Problem to solve
Check every line of the data below for the word "verbose". Copy the ones that have it.

══ Records shown

/// Ownership of every live entity, grouped by role.

use crate::config::ScreenBounds;
use crate::entities::{Entity, Fate};
use crate::motion;

/// Entity groups, listed in update and draw order.
#[derive(Clone, Copy, Debug, PartialEq, Eq, Hash)]
pub enum Group {
    Backgrounds,
    Enemies,
    Hero,
    Bullets,
}

impl Group {
    pub const ALL: [Group; 4] = [Group::Backgrounds, Group::Enemies, Group::Hero, Group::Bullets];
}

#[derive(Clone, Debug, Default)]
pub struct EntityRegistry {
    backgrounds: Vec<Entity>,
    enemies: Vec<Entity>,
    hero: Option<Entity>,
    bullets: Vec<Entity>,
}

impl EntityRegistry {
    pub fn new(backgrounds: [Entity; 2], hero: Entity) -> Self {
        Self {
            backgrounds: backgrounds.into(),
            enemies: Vec::new(),
            hero: Some(hero),
            bullets: Vec::new(),
        }
    }

    pub fn add_enemy(&mut self, enemy: Entity) {
        self.enemies.push(enemy);
    }

    pub fn add_bullets(&mut self, bullets: impl IntoIterator<Item = Entity>) {
        self.bullets.extend(bullets);
    }

    pub fn backgrounds(&self) -> &[Entity] {
        &self.backgrounds
    }

    pub fn enemies(&self) -> &[Entity] {
        &self.enemies
    }

    pub fn bullets(&self) -> &[Entity] {
        &self.bullets
    }

    pub fn hero(&self) -> Option<&Entity> {
        self.hero.as_ref()
    }

    pub fn hero_mut(&mut self) -> Option<&mut Entity> {
        self.hero.as_mut()
    }

    /// Mutable access to the three groups collision resolution touches.
    pub fn combatants_mut(&mut self) -> (&mut [Entity], &mut [Entity], Option<&mut Entity>) {
        (self.bullets.as_mut_slice(), self.enemies.as_mut_slice(), self.hero.as_mut())
    }

    /// Entities of one group as a slice.
    pub fn group(&self, group: Group) -> &[Entity] {
        match group {
            Group::Backgrounds => &self.backgrounds,
            Group::Enemies => &self.enemies,
            Group::Hero => self.hero.as_slice(),
            Group::Bullets => &self.bullets,
        }
    }

    pub fn len(&self) -> usize {
        self.backgrounds.len() + self.enemies.len() + self.hero.iter().count() + self.bullets.len()
    }

    pub fn is_empty(&self) -> bool {
        self.len() == 0
    }

    /// Advance every live entity by one tick, group by group.
    pub fn update_all(&mut self, screen: &ScreenBounds) {
        let groups = self
            .backgrounds
            .iter_mut()
            .chain(self.enemies.iter_mut())
            .chain(self.hero.iter_mut())
            .chain(self.bullets.iter_mut());
        for entity in groups.filter(|e| e.is_alive()) {
            motion::update(entity, screen);
        }
    }

    /// Remove every marked entity, calling `on_remove` once for each in
    /// group order. Returns how many were removed.
    pub fn reap(&mut self, mut on_remove: impl FnMut(&Entity, Fate)) -> usize {
        let mut removed = reap_group(&mut self.backgrounds, &mut on_remove);
        removed += reap_group(&mut self.enemies, &mut on_remove);

        if let Some(fate) = self.hero.as_ref().and_then(Entity::fate) {
            if let Some(hero) = self.hero.take() {
                on_remove(&hero, fate);
                removed += 1;
            }
        }

        removed + reap_group(&mut self.bullets, &mut on_remove)
    }
}

fn reap_group(group: &mut Vec<Entity>, on_remove: &mut impl FnMut(&Entity, Fate)) -> usize {
    let before = group.len();
    group.retain(|entity| match entity.fate() {
        Some(fate) => {
            on_remove(entity, fate);
            false
        }
        None => true,
    });
    before - group.len()
}
/// Player intent, decoupled from any particular keyboard backend.

use std::collections::VecDeque;

/// Desired horizontal movement for the current tick.
#[derive(Clone, Copy, Debug, Default, PartialEq, Eq)]
pub enum Intent {
    MoveLeft,
    MoveRight,
    #[default]
    Idle,
}

impl Intent {
    /// Hero speed for this intent.
    pub fn speed(self, move_speed: i32) -> i32 {
        match self {
            Intent::MoveLeft => -move_speed,
            Intent::MoveRight => move_speed,
            Intent::Idle => 0,
        }
    }
}

#[derive(Clone, Copy, Debug, PartialEq, Eq)]
pub enum InputSignal {
    Move(Intent),
    Quit,
}

/// Source of discrete input signals.
///
/// `next_signal` returns `None` once everything pending for the current tick
/// has been handed out; it must never block.
pub trait InputSource {
    /// Called once at the start of every tick, before draining.
    fn begin_tick(&mut self) {}

    fn next_signal(&mut self) -> Option<InputSignal>;

    fn drain(&mut self) -> impl Iterator<Item = InputSignal> + '_
    where
        Self: Sized,
    {
        std::iter::from_fn(move || self.next_signal())
    }
}

/// Replays a fixed list of per-tick signal batches. Once the script runs
/// out every tick is empty.
#[derive(Clone, Debug, Default)]
pub struct ScriptedInput {
    ticks: VecDeque<Vec<InputSignal>>,
    pending: VecDeque<InputSignal>,
}

impl ScriptedInput {
    pub fn new(ticks: impl IntoIterator<Item = Vec<InputSignal>>) -> Self {
        Self { ticks: ticks.into_iter().collect(), pending: VecDeque::new() }
    }
}

impl InputSource for ScriptedInput {
    fn begin_tick(&mut self) {
        self.pending = self.ticks.pop_front().unwrap_or_default().into();
    }

    fn next_signal(&mut self) -> Option<InputSignal> {
        self.pending.pop_front()
    }
}
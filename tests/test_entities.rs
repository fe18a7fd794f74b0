use plane_shooter::entities::*;

fn rect(x: i32, y: i32, width: i32, height: i32) -> Entity {
    Entity::new(Role::Enemy, Size { width, height }, x, y, 0)
}

#[test]
fn edges_follow_position_and_size() {
    let e = rect(10, 20, 30, 40);
    assert_eq!(e.left(), 10);
    assert_eq!(e.right(), 40);
    assert_eq!(e.top(), 20);
    assert_eq!(e.bottom(), 60);
    assert_eq!(e.center_x(), 25);
}

#[test]
fn placement_helpers_keep_size() {
    let mut e = rect(0, 0, 6, 11);
    e.set_bottom(0);
    e.set_center_x(100);
    assert_eq!(e.y, -11);
    assert_eq!(e.x, 97);
    assert_eq!(e.size(), Size { width: 6, height: 11 });
}

#[test]
fn overlap_is_strict() {
    let a = rect(0, 0, 10, 10);
    assert!(a.overlaps(&rect(5, 5, 10, 10)));
    assert!(a.overlaps(&rect(2, 2, 2, 2)));
    // Shared edges only
    assert!(!a.overlaps(&rect(10, 0, 10, 10)));
    assert!(!a.overlaps(&rect(0, 10, 10, 10)));
    assert!(!a.overlaps(&rect(50, 50, 10, 10)));
}

#[test]
fn first_fate_wins() {
    let mut e = rect(0, 0, 1, 1);
    assert!(e.is_alive());
    e.kill(Fate::LeftScreen);
    e.kill(Fate::Collided);
    assert!(!e.is_alive());
    assert_eq!(e.fate(), Some(Fate::LeftScreen));
}

#[test]
fn entity_clone_is_independent() {
    let original = rect(1, 2, 3, 4);
    let mut cloned = original.clone();
    cloned.x = 99;
    cloned.kill(Fate::Collided);
    assert_eq!(original.x, 1);
    assert!(original.is_alive());
}
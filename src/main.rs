mod keyboard;

use std::fs::File;
use std::io::{stdout, BufWriter, Write};
use std::path::PathBuf;
use std::sync::{mpsc, Mutex};
use std::thread;
use std::time::Duration;

use clap::Parser;
use crossterm::{
    cursor,
    event::{self, Event, KeyboardEnhancementFlags, PopKeyboardEnhancementFlags, PushKeyboardEnhancementFlags},
    terminal, ExecutableCommand,
};
use rand::thread_rng;
use tracing::{info, Level};
use tracing_subscriber::FmtSubscriber;

use plane_shooter::assets::{AssetProvider, BuiltinAssets, ImageDirAssets};
use plane_shooter::display::TerminalRenderer;
use plane_shooter::pacer::FramePacer;
use plane_shooter::{run, Game, GameConfig, GameError, LoopOutcome, Result};

use keyboard::TerminalInput;

/// Vertical-scrolling plane shooter for the terminal.
#[derive(Parser)]
#[command(name = "plane_shooter")]
#[command(author, version, about, long_about = None)]
struct Cli {
    /// Ticks per second
    #[arg(long, default_value = "60")]
    fps: u32,

    /// Milliseconds between enemy spawns
    #[arg(long, default_value = "1000")]
    enemy_period_ms: u64,

    /// Milliseconds between hero volleys
    #[arg(long, default_value = "500")]
    fire_period_ms: u64,

    /// Directory holding the sprite images; built-in sizes are used if omitted
    #[arg(long)]
    assets: Option<PathBuf>,

    /// Write logs to this file (the terminal itself is taken by the game)
    #[arg(long)]
    log_file: Option<PathBuf>,

    /// Enable debug logging
    #[arg(short, long)]
    verbose: bool,
}

impl Cli {
    fn config(&self) -> GameConfig {
        GameConfig {
            frame_rate: self.fps,
            enemy_period: Duration::from_millis(self.enemy_period_ms),
            fire_period: Duration::from_millis(self.fire_period_ms),
            ..GameConfig::default()
        }
    }
}

fn init_logging(cli: &Cli) -> Result<()> {
    let Some(path) = &cli.log_file else {
        return Ok(());
    };
    let log_level = if cli.verbose { Level::DEBUG } else { Level::INFO };
    let file = File::create(path)?;

    let subscriber = FmtSubscriber::builder()
        .with_max_level(log_level)
        .with_ansi(false)
        .with_writer(Mutex::new(file))
        .finish();

    tracing::subscriber::set_global_default(subscriber)
        .map_err(|e| GameError::Logging(e.to_string()))
}

// ── Entry point ───────────────────────────────────────────────────────────────

fn main() -> Result<()> {
    let cli = Cli::parse();
    init_logging(&cli)?;

    let config = cli.config();
    config.validate()?;

    // Resolve assets before touching the terminal so a bad asset directory
    // fails with a readable error.
    let assets: Box<dyn AssetProvider> = match &cli.assets {
        Some(dir) => {
            let provider = ImageDirAssets::new(dir);
            provider.preflight()?;
            info!(dir = %dir.display(), "using sprite directory");
            Box::new(provider)
        }
        None => Box::new(BuiltinAssets),
    };

    let mut out = BufWriter::new(stdout());

    terminal::enable_raw_mode()?;
    out.execute(terminal::EnterAlternateScreen)?;
    out.execute(cursor::Hide)?;

    // Request key-release (and key-repeat) events from the terminal.
    // Kitty-protocol terminals support this; others fall back to the hold window.
    let keyboard_enhanced = out
        .execute(PushKeyboardEnhancementFlags(
            KeyboardEnhancementFlags::REPORT_EVENT_TYPES,
        ))
        .is_ok();

    // Dedicate a thread to blocking event reads so the game loop only ever
    // drains the channel.
    let (tx, rx) = mpsc::channel::<Event>();
    thread::spawn(move || {
        while let Ok(ev) = event::read() {
            if tx.send(ev).is_err() {
                break; // receiver dropped → program exiting
            }
        }
    });

    let result = play(&mut out, &config, assets.as_ref(), TerminalInput::new(rx));

    // Always restore the terminal
    if keyboard_enhanced {
        let _ = out.execute(PopKeyboardEnhancementFlags);
    }
    let _ = out.execute(cursor::Show);
    let _ = out.execute(terminal::LeaveAlternateScreen);
    let _ = terminal::disable_raw_mode();

    result
}

fn play<W: Write>(
    out: &mut W,
    config: &GameConfig,
    assets: &dyn AssetProvider,
    mut input: TerminalInput,
) -> Result<()> {
    let (width, height) = terminal::size()?;
    let mut renderer = TerminalRenderer::new(out, width, height, config.screen);
    let mut pacer = FramePacer::new(config.frame_period());
    let mut game = Game::new(config, assets, thread_rng())?;

    match run(&mut game, &mut input, &mut pacer, &mut renderer)? {
        LoopOutcome::GameOver => {
            renderer.draw_game_over(game.ticks())?;
            input.wait_for_key();
        }
        LoopOutcome::Quit => {}
    }
    Ok(())
}
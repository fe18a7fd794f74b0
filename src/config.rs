/// Startup configuration.
///
/// Built once before the loop starts and only ever borrowed afterwards.

use std::ops::RangeInclusive;
use std::time::Duration;

use crate::error::{GameError, Result};

/// The visible play area in logical pixels. Origin is the top-left corner.
#[derive(Clone, Copy, Debug, PartialEq, Eq)]
pub struct ScreenBounds {
    pub width: i32,
    pub height: i32,
}

impl ScreenBounds {
    pub fn center_x(&self) -> i32 {
        self.width / 2
    }
}

#[derive(Clone, Debug, PartialEq)]
pub struct GameConfig {
    pub screen: ScreenBounds,
    pub frame_rate: u32,
    pub enemy_period: Duration,
    pub fire_period: Duration,
    /// Enemy speeds are drawn uniformly from this range (px/tick).
    pub enemy_speed: RangeInclusive<i32>,
    /// Magnitude of the hero's horizontal speed while a direction is held.
    pub hero_move_speed: i32,
    /// Distance between the hero's bottom edge and the bottom of the screen.
    pub hero_bottom_margin: i32,
    pub background_speed: i32,
    /// Must be negative: bullets travel upward.
    pub bullet_speed: i32,
    /// Vertical distance between consecutive bullets of one volley.
    pub bullet_gap: i32,
    pub volley_size: usize,
    /// How many ticks a destroyed enemy's wreck stays on screen.
    pub wreck_frames: u32,
}

impl Default for GameConfig {
    fn default() -> Self {
        Self {
            screen: ScreenBounds { width: 480, height: 720 },
            frame_rate: 60,
            enemy_period: Duration::from_millis(1000),
            fire_period: Duration::from_millis(500),
            enemy_speed: 1..=3,
            hero_move_speed: 5,
            hero_bottom_margin: 120,
            background_speed: 1,
            bullet_speed: -2,
            bullet_gap: 20,
            volley_size: 3,
            wreck_frames: 30,
        }
    }
}

impl GameConfig {
    /// Target duration of one tick.
    pub fn frame_period(&self) -> Duration {
        Duration::from_secs(1) / self.frame_rate.max(1)
    }

    /// Reject configurations the simulation cannot run with.
    pub fn validate(&self) -> Result<()> {
        if self.screen.width <= 0 || self.screen.height <= 0 {
            return Err(GameError::InvalidConfig(format!(
                "screen must be non-empty, got {}x{}",
                self.screen.width, self.screen.height
            )));
        }
        if self.frame_rate == 0 {
            return Err(GameError::InvalidConfig("frame rate must be positive".into()));
        }
        if self.enemy_period.is_zero() || self.fire_period.is_zero() {
            return Err(GameError::InvalidConfig("timer periods must be positive".into()));
        }
        if self.enemy_speed.is_empty() || *self.enemy_speed.start() <= 0 {
            return Err(GameError::InvalidConfig(format!(
                "enemy speed range {:?} must be non-empty and positive",
                self.enemy_speed
            )));
        }
        if self.bullet_speed >= 0 {
            return Err(GameError::InvalidConfig("bullet speed must be negative".into()));
        }
        if self.background_speed <= 0 {
            return Err(GameError::InvalidConfig("background speed must be positive".into()));
        }
        Ok(())
    }
}
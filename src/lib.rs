/// Vertical-scrolling plane shooter.
///
/// The library holds the whole simulation: entities and their motion, the
/// timed spawner, collision resolution and the fixed-tick loop. Terminal
/// I/O is confined to `display` and the binary.

pub mod assets;
pub mod collision;
pub mod config;
pub mod display;
pub mod entities;
pub mod error;
pub mod game;
pub mod input;
pub mod motion;
pub mod pacer;
pub mod registry;
pub mod spawner;

pub use config::GameConfig;
pub use error::{GameError, Result};
pub use game::{run, Game, LoopOutcome};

════

Solution for this problem
    verbose: bool,
    let log_level = if cli.verbose { Level::DEBUG } else { Level::INFO };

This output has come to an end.